As inflações que acabo de fazer sobre este importante objeto mostram bem a ilegível de que o Príncipe Regente[10] nosso Senhor haja de resolver com a brevidade possível se devo ou não mandar entregar os Sete Povos de Missões Orientais do Rio Uruguai para me poder assim regular em matéria tão delicada. Deus Guarde V.Exa Rio, 19 de abril de 1806.

Snr  Visconde de Anadia[11]"

 

[1] SETE POVOS DAS MISSÕES: território situado no atual estado do Rio Grande do Sul, a leste do rio Uruguai, foi constituído por sete povoações indígenas (São Nicolau, São Luís, São Lorenzo, São Borja, Santo Ângelo, São João Batista e São Miguel) controladas por jesuítas espanhóis. Localizada em região de permanentes disputas entre Portugal e Espanha, com a assinatura do Tratado de Madri (1750) passou ao domínio português. Como consequência desse tratado, ocorreu a chamada Guerra Guaranítica (1754-56). Contando com o apoio dos jesuítas, os guaranis missioneiros começaram a impedir os trabalhos de demarcação da fronteira e anunciaram a decisão de não sair de Sete Povos, justificando-se a resistência ao tratado em nome do direito legítimo dos índios de permanecer nas suas terras.
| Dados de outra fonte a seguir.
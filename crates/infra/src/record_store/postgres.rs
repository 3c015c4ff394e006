//! Postgres-backed catalog store.
//!
//! Stock deduction is a single conditional `UPDATE ... WHERE qty + delta >= 0`,
//! so concurrent orders cannot drive the quantity negative: whichever
//! statement loses the race affects zero rows and maps to `InsufficientStock`.
//!
//! SQLx errors are mapped to `DomainError`: SQLSTATE 23505 (unique
//! violation on the artist/album/format index) becomes `DuplicateRecord`,
//! everything else becomes `Internal` carrying the cause's message.

use std::sync::Arc;

use chrono::{DateTime, Utc};
use sqlx::{PgPool, Row};
use tracing::instrument;

use spindle_catalog::{Record, RecordFilter, RecordPatch};
use spindle_core::{DomainError, DomainResult, RecordId};

use super::r#trait::RecordStore;

const RECORD_COLUMNS: &str =
    "id, artist, album, price_cents, qty, format, category, mbid, tracklist, created_at, last_modified";

/// Postgres-backed catalog store.
///
/// Uses the SQLx connection pool (thread-safe, `Send + Sync`). The
/// uniqueness constraint and the non-negative stock check are enforced at
/// the database level.
#[derive(Debug, Clone)]
pub struct PostgresRecordStore {
    pool: Arc<PgPool>,
}

impl PostgresRecordStore {
    pub fn new(pool: PgPool) -> Self {
        Self {
            pool: Arc::new(pool),
        }
    }

    /// Create the records table and its indexes if they do not exist yet.
    pub async fn ensure_schema(&self) -> DomainResult<()> {
        let statements = [
            r#"
            CREATE TABLE IF NOT EXISTS records (
                id UUID PRIMARY KEY,
                artist TEXT NOT NULL,
                album TEXT NOT NULL,
                price_cents BIGINT NOT NULL,
                qty BIGINT NOT NULL CHECK (qty >= 0),
                format TEXT NOT NULL,
                category TEXT NOT NULL,
                mbid TEXT,
                tracklist JSONB NOT NULL DEFAULT '[]'::jsonb,
                created_at TIMESTAMPTZ NOT NULL,
                last_modified TIMESTAMPTZ NOT NULL
            )
            "#,
            r#"
            CREATE UNIQUE INDEX IF NOT EXISTS records_artist_album_format_key
                ON records (artist, album, format)
            "#,
            r#"
            CREATE INDEX IF NOT EXISTS records_search_idx
                ON records USING GIN (
                    to_tsvector('simple', artist || ' ' || album || ' ' || category || ' ' || format)
                )
            "#,
        ];

        for statement in statements {
            sqlx::query(statement)
                .execute(&*self.pool)
                .await
                .map_err(|e| map_sqlx_error("ensure_schema", e))?;
        }
        Ok(())
    }

    fn missing(id: RecordId) -> DomainError {
        DomainError::not_found(format!("record with id {id} not found"))
    }
}

#[async_trait::async_trait]
impl RecordStore for PostgresRecordStore {
    #[instrument(skip(self, record), fields(record_id = %record.id), err)]
    async fn insert(&self, record: Record) -> DomainResult<Record> {
        sqlx::query(
            r#"
            INSERT INTO records
                (id, artist, album, price_cents, qty, format, category, mbid, tracklist, created_at, last_modified)
            VALUES ($1, $2, $3, $4, $5, $6, $7, $8, $9, $10, $11)
            "#,
        )
        .bind(record.id.as_uuid())
        .bind(&record.artist)
        .bind(&record.album)
        .bind(record.price_cents as i64)
        .bind(record.qty)
        .bind(record.format.as_str())
        .bind(record.category.as_str())
        .bind(&record.mbid)
        .bind(sqlx::types::Json(&record.tracklist))
        .bind(record.created_at)
        .bind(record.last_modified)
        .execute(&*self.pool)
        .await
        .map_err(|e| map_sqlx_error("insert_record", e))?;

        Ok(record)
    }

    #[instrument(skip(self), fields(record_id = %id), err)]
    async fn get(&self, id: RecordId) -> DomainResult<Record> {
        let row = sqlx::query(&format!(
            "SELECT {RECORD_COLUMNS} FROM records WHERE id = $1"
        ))
        .bind(id.as_uuid())
        .fetch_optional(&*self.pool)
        .await
        .map_err(|e| map_sqlx_error("get_record", e))?;

        match row {
            Some(row) => row_to_record(&row),
            None => Err(Self::missing(id)),
        }
    }

    #[instrument(skip(self, patch), fields(record_id = %id), err)]
    async fn update(&self, id: RecordId, patch: RecordPatch) -> DomainResult<Record> {
        if patch.artist.as_deref().is_some_and(|a| a.trim().is_empty()) {
            return Err(DomainError::validation("artist cannot be empty"));
        }
        if patch.album.as_deref().is_some_and(|a| a.trim().is_empty()) {
            return Err(DomainError::validation("album cannot be empty"));
        }

        // COALESCE keeps unset fields; the unique index re-checks the triple.
        let row = sqlx::query(&format!(
            r#"
            UPDATE records SET
                artist = COALESCE($2, artist),
                album = COALESCE($3, album),
                price_cents = COALESCE($4, price_cents),
                format = COALESCE($5, format),
                category = COALESCE($6, category),
                mbid = COALESCE($7, mbid),
                tracklist = COALESCE($8, tracklist),
                last_modified = NOW()
            WHERE id = $1
            RETURNING {RECORD_COLUMNS}
            "#
        ))
        .bind(id.as_uuid())
        .bind(&patch.artist)
        .bind(&patch.album)
        .bind(patch.price_cents.map(|p| p as i64))
        .bind(patch.format.map(|f| f.as_str()))
        .bind(patch.category.map(|c| c.as_str()))
        .bind(&patch.mbid)
        .bind(patch.tracklist.as_ref().map(sqlx::types::Json))
        .fetch_optional(&*self.pool)
        .await
        .map_err(|e| map_sqlx_error("update_record", e))?;

        match row {
            Some(row) => row_to_record(&row),
            None => Err(Self::missing(id)),
        }
    }

    #[instrument(skip(self), fields(record_id = %id), err)]
    async fn delete(&self, id: RecordId) -> DomainResult<Record> {
        let row = sqlx::query(&format!(
            "DELETE FROM records WHERE id = $1 RETURNING {RECORD_COLUMNS}"
        ))
        .bind(id.as_uuid())
        .fetch_optional(&*self.pool)
        .await
        .map_err(|e| map_sqlx_error("delete_record", e))?;

        match row {
            Some(row) => row_to_record(&row),
            None => Err(Self::missing(id)),
        }
    }

    #[instrument(skip(self), fields(record_id = %id), err)]
    async fn adjust_stock(&self, id: RecordId, delta: i64) -> DomainResult<Record> {
        // One conditional statement; zero affected rows means either the
        // record is missing or the stock would go negative.
        let row = sqlx::query(&format!(
            r#"
            UPDATE records
            SET qty = qty + $2, last_modified = NOW()
            WHERE id = $1 AND qty + $2 >= 0
            RETURNING {RECORD_COLUMNS}
            "#
        ))
        .bind(id.as_uuid())
        .bind(delta)
        .fetch_optional(&*self.pool)
        .await
        .map_err(|e| map_sqlx_error("adjust_stock", e))?;

        if let Some(row) = row {
            return row_to_record(&row);
        }

        let available = sqlx::query("SELECT qty FROM records WHERE id = $1")
            .bind(id.as_uuid())
            .fetch_optional(&*self.pool)
            .await
            .map_err(|e| map_sqlx_error("adjust_stock_available", e))?;

        match available {
            Some(row) => {
                let qty: i64 = row
                    .try_get("qty")
                    .map_err(|e| map_sqlx_error("adjust_stock_available", e))?;
                Err(DomainError::insufficient_stock(qty))
            }
            None => Err(Self::missing(id)),
        }
    }

    #[instrument(skip(self, filter), err)]
    async fn count(&self, filter: &RecordFilter) -> DomainResult<u64> {
        let row = sqlx::query(&format!(
            "SELECT COUNT(*) AS total FROM records WHERE {FILTER_CONDITIONS}"
        ))
        .bind(filter.q.as_deref())
        .bind(filter.artist.as_deref())
        .bind(filter.album.as_deref())
        .bind(filter.format.map(|f| f.as_str()))
        .bind(filter.category.map(|c| c.as_str()))
        .fetch_one(&*self.pool)
        .await
        .map_err(|e| map_sqlx_error("count_records", e))?;

        let total: i64 = row
            .try_get("total")
            .map_err(|e| map_sqlx_error("count_records", e))?;
        Ok(total as u64)
    }

    #[instrument(skip(self, filter), err)]
    async fn find(&self, filter: &RecordFilter, page: u32, limit: u32) -> DomainResult<Vec<Record>> {
        let page = page.max(1);
        let offset = (page as i64 - 1) * limit as i64;

        let rows = sqlx::query(&format!(
            r#"
            SELECT {RECORD_COLUMNS} FROM records
            WHERE {FILTER_CONDITIONS}
            ORDER BY created_at DESC, id DESC
            LIMIT $6 OFFSET $7
            "#
        ))
        .bind(filter.q.as_deref())
        .bind(filter.artist.as_deref())
        .bind(filter.album.as_deref())
        .bind(filter.format.map(|f| f.as_str()))
        .bind(filter.category.map(|c| c.as_str()))
        .bind(limit as i64)
        .bind(offset)
        .fetch_all(&*self.pool)
        .await
        .map_err(|e| map_sqlx_error("find_records", e))?;

        rows.iter().map(row_to_record).collect()
    }
}

/// Shared WHERE clause for count/find.
///
/// `$1` is the search term, `$2`/`$3` the exact artist/album filters (only
/// applied when no search term is present), `$4`/`$5` format and category.
const FILTER_CONDITIONS: &str = r#"
    ($1::text IS NULL OR
        to_tsvector('simple', artist || ' ' || album || ' ' || category || ' ' || format)
            @@ plainto_tsquery('simple', $1))
    AND ($1::text IS NOT NULL OR $2::text IS NULL OR lower(artist) = lower($2))
    AND ($1::text IS NOT NULL OR $3::text IS NULL OR lower(album) = lower($3))
    AND ($4::text IS NULL OR format = $4)
    AND ($5::text IS NULL OR category = $5)
"#;

fn row_to_record(row: &sqlx::postgres::PgRow) -> DomainResult<Record> {
    let read = |e: sqlx::Error| map_sqlx_error("read_record_row", e);

    let id: uuid::Uuid = row.try_get("id").map_err(read)?;
    let price_cents: i64 = row.try_get("price_cents").map_err(read)?;
    let format: String = row.try_get("format").map_err(read)?;
    let category: String = row.try_get("category").map_err(read)?;
    let tracklist: sqlx::types::Json<Vec<String>> = row.try_get("tracklist").map_err(read)?;
    let created_at: DateTime<Utc> = row.try_get("created_at").map_err(read)?;
    let last_modified: DateTime<Utc> = row.try_get("last_modified").map_err(read)?;

    Ok(Record {
        id: RecordId::from_uuid(id),
        artist: row.try_get("artist").map_err(read)?,
        album: row.try_get("album").map_err(read)?,
        price_cents: price_cents as u64,
        qty: row.try_get("qty").map_err(read)?,
        format: format
            .parse()
            .map_err(|_| DomainError::internal(format!("corrupt format value '{format}'")))?,
        category: category
            .parse()
            .map_err(|_| DomainError::internal(format!("corrupt category value '{category}'")))?,
        mbid: row.try_get("mbid").map_err(read)?,
        tracklist: tracklist.0,
        created_at,
        last_modified,
    })
}

/// Map SQLx errors to the domain taxonomy.
pub(crate) fn map_sqlx_error(operation: &str, err: sqlx::Error) -> DomainError {
    match err {
        sqlx::Error::Database(db_err) => {
            // 23505: unique constraint violation.
            if db_err.code().as_deref() == Some("23505") {
                return DomainError::DuplicateRecord;
            }
            DomainError::internal(format!("database error in {operation}: {}", db_err.message()))
        }
        sqlx::Error::PoolClosed => {
            DomainError::internal(format!("connection pool closed in {operation}"))
        }
        other => DomainError::internal(format!("sqlx error in {operation}: {other}")),
    }
}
Tropas espanholas e portuguesas foram enviadas ao local, encarregadas de cumprir o Tratado de Madri e a guerra explodiu em 1754. O saldo do violento conflito foi o massacre de milhares de índios pelas tropas ibéricas e a anulação do tratado. O processo de definição de fronteiras entre Portugal e Espanha nessa região levaria, ainda, à assinatura dos tratados de Santo Ildefonso (1777) e Badajós (1801). Sob o aspecto político, o conflito pode ser visto como mais um fator favorável ao crescimento do sentimento anti-jesuítico em Portugal, visto que a resistência inaciana ameaçava os interesses do reino na América, o que culminou com a expulsão dos jesuítas do território brasileiro pelo marquês de Pombal em 1759.
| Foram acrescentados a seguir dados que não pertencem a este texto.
//! Listing filter predicates and the paginated result envelope.

use serde::{Deserialize, Serialize};

use crate::record::{Record, RecordCategory, RecordFormat};

/// Catalog listing filter.
///
/// A free-text search term takes precedence: when `q` is present the exact
/// artist/album filters are ignored. Format and category compose
/// conjunctively with whichever predicate is active.
#[derive(Debug, Clone, Default, PartialEq, Eq)]
pub struct RecordFilter {
    pub q: Option<String>,
    pub artist: Option<String>,
    pub album: Option<String>,
    pub format: Option<RecordFormat>,
    pub category: Option<RecordCategory>,
}

impl RecordFilter {
    /// Whether `record` satisfies this filter.
    pub fn matches(&self, record: &Record) -> bool {
        if let Some(q) = &self.q {
            if !text_matches(q, record) {
                return false;
            }
        } else {
            if let Some(artist) = &self.artist {
                if record.artist.to_lowercase() != artist.to_lowercase() {
                    return false;
                }
            }
            if let Some(album) = &self.album {
                if record.album.to_lowercase() != album.to_lowercase() {
                    return false;
                }
            }
        }

        if let Some(format) = self.format {
            if record.format != format {
                return false;
            }
        }
        if let Some(category) = self.category {
            if record.category != category {
                return false;
            }
        }

        true
    }
}

/// Full-text match over artist, album, category, and format: every
/// whitespace-separated term must appear somewhere (case-insensitive).
fn text_matches(q: &str, record: &Record) -> bool {
    let haystack = format!(
        "{} {} {} {}",
        record.artist, record.album, record.category, record.format
    )
    .to_lowercase();

    let mut terms = q.split_whitespace().peekable();
    if terms.peek().is_none() {
        return true;
    }
    terms.all(|term| haystack.contains(&term.to_lowercase()))
}

/// One page of catalog listing results, as cached and as returned.
#[derive(Debug, Clone, PartialEq, Serialize, Deserialize)]
pub struct RecordPage {
    pub records: Vec<Record>,
    pub pagination: Pagination,
}

#[derive(Debug, Clone, Copy, PartialEq, Eq, Serialize, Deserialize)]
pub struct Pagination {
    pub page: u32,
    pub limit: u32,
    pub total_pages: u64,
    pub total_records: u64,
}

impl Pagination {
    /// `limit` must be positive; callers default it before reaching here.
    pub fn new(page: u32, limit: u32, total_records: u64) -> Self {
        Self {
            page,
            limit,
            total_pages: total_records.div_ceil(limit as u64),
            total_records,
        }
    }
}

#[cfg(test)]
mod tests {
    use super::*;
    use crate::record::NewRecord;
    use chrono::Utc;

    fn record(artist: &str, album: &str, format: RecordFormat, category: RecordCategory) -> Record {
        Record::new(
            NewRecord {
                artist: artist.to_string(),
                album: album.to_string(),
                price_cents: 1_999,
                qty: 5,
                format,
                category,
                mbid: None,
            },
            Vec::new(),
            Utc::now(),
        )
        .unwrap()
    }

    #[test]
    fn artist_filter_is_case_insensitive_full_field_equality() {
        let beatles = record("The Beatles", "Abbey Road", RecordFormat::Vinyl, RecordCategory::Rock);
        let tribute = record(
            "The Beatles Tribute",
            "Abbey Road Live",
            RecordFormat::Vinyl,
            RecordCategory::Rock,
        );

        let filter = RecordFilter {
            artist: Some("the beatles".to_string()),
            ..Default::default()
        };

        assert!(filter.matches(&beatles));
        assert!(!filter.matches(&tribute));
    }

    #[test]
    fn text_search_takes_precedence_over_exact_filters() {
        let beatles = record("The Beatles", "Abbey Road", RecordFormat::Vinyl, RecordCategory::Rock);

        // The artist filter alone would exclude this record; q wins.
        let filter = RecordFilter {
            q: Some("beatles".to_string()),
            artist: Some("Pink Floyd".to_string()),
            ..Default::default()
        };

        assert!(filter.matches(&beatles));
    }

    #[test]
    fn text_search_spans_category_and_format() {
        let rec = record("Miles Davis", "Kind of Blue", RecordFormat::Cd, RecordCategory::Jazz);

        let by_category = RecordFilter {
            q: Some("jazz".to_string()),
            ..Default::default()
        };
        let by_format = RecordFilter {
            q: Some("cd".to_string()),
            ..Default::default()
        };

        assert!(by_category.matches(&rec));
        assert!(by_format.matches(&rec));
    }

    #[test]
    fn all_search_terms_must_match() {
        let rec = record("Miles Davis", "Kind of Blue", RecordFormat::Cd, RecordCategory::Jazz);

        let both = RecordFilter {
            q: Some("miles blue".to_string()),
            ..Default::default()
        };
        let one_misses = RecordFilter {
            q: Some("miles purple".to_string()),
            ..Default::default()
        };

        assert!(both.matches(&rec));
        assert!(!one_misses.matches(&rec));
    }

    #[test]
    fn format_and_category_compose_conjunctively_with_search() {
        let vinyl = record("The Beatles", "Abbey Road", RecordFormat::Vinyl, RecordCategory::Rock);
        let cd = record("The Beatles", "Let It Be", RecordFormat::Cd, RecordCategory::Rock);

        let filter = RecordFilter {
            q: Some("beatles".to_string()),
            format: Some(RecordFormat::Vinyl),
            ..Default::default()
        };

        assert!(filter.matches(&vinyl));
        assert!(!filter.matches(&cd));
    }

    #[test]
    fn empty_filter_matches_everything() {
        let rec = record("Nina Simone", "Pastel Blues", RecordFormat::Vinyl, RecordCategory::Blues);
        assert!(RecordFilter::default().matches(&rec));
    }

    #[test]
    fn pagination_rounds_total_pages_up() {
        let p = Pagination::new(1, 20, 41);
        assert_eq!(p.total_pages, 3);
        assert_eq!(Pagination::new(1, 20, 0).total_pages, 0);
        assert_eq!(Pagination::new(1, 20, 20).total_pages, 1);
    }
}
[2] TRATADO DE BADAJOZ (1801): acordo de paz e amizade celebrado entre Portugal, de um lado, e França e Espanha de outro. Firmado na cidade espanhola de mesmo nome, foi imposto a Portugal em virtude da presença dos exércitos francês e espanhol em seu território. Implicava na restituição à Espanha de todas as conquistas lusas feitas na Galiza, além da cessão de alguns territórios coloniais na América do Sul, reconhecendo definitivamente o direito espanhol à posse da Colônia do Sacramento e dos Sete Povos das Missões – regiões disputadas entre as duas coroas ao longo do século XVIII. Em relação à França, estabeleceu-se o rio Arawani como fronteira entre o Brasil e a Guiana Francesa, bem como o fechamento dos portos lusitanos ao comércio britânico.  A violação de algum dos seus artigos por qualquer uma das partes envolvidas conduziria à anulação do acordo, o que veio a suceder com a assinatura do Tratado de Fontainebleau, em 27 de outubro de 1807, e a subsequente invasão franco-espanhola a Portugal.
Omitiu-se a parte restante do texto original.